The Handler defines the interface required to handle request, while the ConcreteHandlers handle requests that they are responsible for. 

Think of Chain of Responsibility as Servlet Filters. In Chain of Responsibility, the Handler (or you may call it Chain) defines the interface required to handle a request (a Command), while each concrete handler object is supposed to handle the data/request that it is responsible for. Every node in the chain will have the responsibility to decide if they can serve the request/Command.  If it can't, it'll then pass the data/request to the next concrete handler object in the chain. Once the request is handled, it completes it's journey through the chain. However, it is possible that no handler can handle the request.

The chain sequence of the handler objects are set up in the client code by linking up one handler to another via setNextChain() as seen in the sample code below.

chain of responsibility design pattern code example

The following source code was taken from New Think Tank by Derek Banas.

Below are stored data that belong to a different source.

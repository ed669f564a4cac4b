/// Ordered schema migrations. Step `n` (1-based) brings `PRAGMA user_version` to `n`.
pub const MIGRATIONS: &[&str] = &[
    // 1: files and their raw text chunks
    r"
CREATE TABLE IF NOT EXISTS files (
    id INTEGER PRIMARY KEY,
    file_name TEXT UNIQUE NOT NULL
);

CREATE TABLE IF NOT EXISTS text_chunks (
    id INTEGER PRIMARY KEY,
    file_id INTEGER NOT NULL REFERENCES files(id) ON DELETE CASCADE,
    position INTEGER NOT NULL,
    chunk_content TEXT NOT NULL
);

CREATE INDEX IF NOT EXISTS idx_text_chunks_file_id ON text_chunks(file_id, position);
",
    // 2: NLP output and extracted tables
    r"
CREATE TABLE IF NOT EXISTS processed_texts (
    id INTEGER PRIMARY KEY,
    file_id INTEGER NOT NULL REFERENCES files(id) ON DELETE CASCADE,
    content TEXT NOT NULL
);

CREATE TABLE IF NOT EXISTS extracted_tables (
    id INTEGER PRIMARY KEY,
    file_id INTEGER NOT NULL REFERENCES files(id) ON DELETE CASCADE,
    content TEXT NOT NULL
);

CREATE INDEX IF NOT EXISTS idx_processed_texts_file_id ON processed_texts(file_id);
CREATE INDEX IF NOT EXISTS idx_extracted_tables_file_id ON extracted_tables(file_id);
",
    // 3: entity mentions
    r"
CREATE TABLE IF NOT EXISTS entities (
    id INTEGER PRIMARY KEY,
    entity_text TEXT NOT NULL,
    entity_label TEXT NOT NULL,
    chunk_id INTEGER NOT NULL REFERENCES processed_texts(id) ON DELETE CASCADE
);

CREATE INDEX IF NOT EXISTS idx_entities_chunk_id ON entities(chunk_id);
",
    // 4: file-scoped analysis results, keyed by name
    // chunk_index is a batch-local position, deliberately not a foreign key.
    r"
CREATE TABLE IF NOT EXISTS topics (
    id INTEGER PRIMARY KEY,
    file_name TEXT NOT NULL,
    topic TEXT NOT NULL
);

CREATE TABLE IF NOT EXISTS embeddings (
    id INTEGER PRIMARY KEY,
    file_name TEXT NOT NULL,
    chunk_index INTEGER NOT NULL,
    embedding BLOB NOT NULL
);

CREATE TABLE IF NOT EXISTS clusters (
    id INTEGER PRIMARY KEY,
    file_name TEXT NOT NULL,
    chunk_index INTEGER NOT NULL,
    cluster_label INTEGER NOT NULL
);

CREATE INDEX IF NOT EXISTS idx_topics_file_name ON topics(file_name);
CREATE INDEX IF NOT EXISTS idx_embeddings_file_name ON embeddings(file_name, chunk_index);
CREATE INDEX IF NOT EXISTS idx_clusters_file_name ON clusters(file_name, chunk_index);
",
];

/// Schema version after all migrations have run.
#[must_use]
pub fn latest_version() -> u32 {
    MIGRATIONS.len() as u32
}

#[cfg(test)]
mod tests {
    use super::*;
    use rusqlite::Connection;

    #[test]
    fn migrations_apply_in_order() {
        let conn = Connection::open_in_memory().unwrap();
        for step in MIGRATIONS {
            conn.execute_batch(step).unwrap();
        }
    }

    #[test]
    fn migrations_are_idempotent() {
        let conn = Connection::open_in_memory().unwrap();
        for step in MIGRATIONS {
            conn.execute_batch(step).unwrap();
            conn.execute_batch(step).unwrap();
        }
    }

    #[test]
    fn latest_version_counts_steps() {
        assert_eq!(latest_version(), 4);
    }
}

Please visit his blog and support his awesome work.
// The chain of responsibility pattern has a 
// group of objects that are expected to between
// them be able to solve a problem. 
// If the first Object can't solve it, it passes
// the data to the next Object in the chain

public interface Chain {
  // Defines the next Object to receive the data
  // if this Object can't process it  
  public void setNextChain(Chain nextChain);

  // Either solves the problem or passes the data
  // to the next Object in the chain
  public void calculate(Numbers request);  
}


public class AddNumbers implements Chain{
  private Chain nextInChain;
  
  // Defines the next Object to receive the
  // data if this one can't use it  
  public void setNextChain(Chain nextChain) {    
    nextInChain = nextChain;    
  }

  // Tries to calculate the data, or passes it
  // to the Object defined in method setNextChain() 
  public void calculate(Numbers request) {    
    if(request.getCalcWanted() == "add"){      // 1
      System.out.print(request.getNumber1() + " + " + request.getNumber2() + " = "+
          (request.getNumber1()+request.getNumber2()));      
    } else {      
      nextInChain.calculate(request);      
    }    
  }
}
[1] Each Chain Handler decides whether it can serve the request.

Client code:
public class TestCalcChain {
  
  public static void main(String[] args){
    
    // Here I define all of the objects in the chain    
    Chain chainCalc1 = new AddNumbers();
    Chain chainCalc2 = new SubtractNumbers();
    Chain chainCalc3 = new MultNumbers();
    Chain chainCalc4 = new DivideNumbers();
    
    // Here I tell each object where to forward the
    // data if it can't process the request    
    chainCalc1.setNextChain(chainCalc2);
    chainCalc2.setNextChain(chainCalc3);
    chainCalc3.setNextChain(chainCalc4);
    
    // Define the data in the Numbers Object
    // and send it to the first Object in the chain    
    Numbers request = new Numbers(4,2,"add");
    

    // Calculation start from the beginning of the chain
    chainCalc1.calculate(request);    
  }
}

when to use chain of responsibility

  • You want to decouple a request's sender and receiver/handler.
  • Data driven. Based on the request data sent, the receiver/handler is picked. 
  • Multiple objects, determined at runtime, are candidates to handle a request.
  • You don't want to specify handlers explicitly in your code.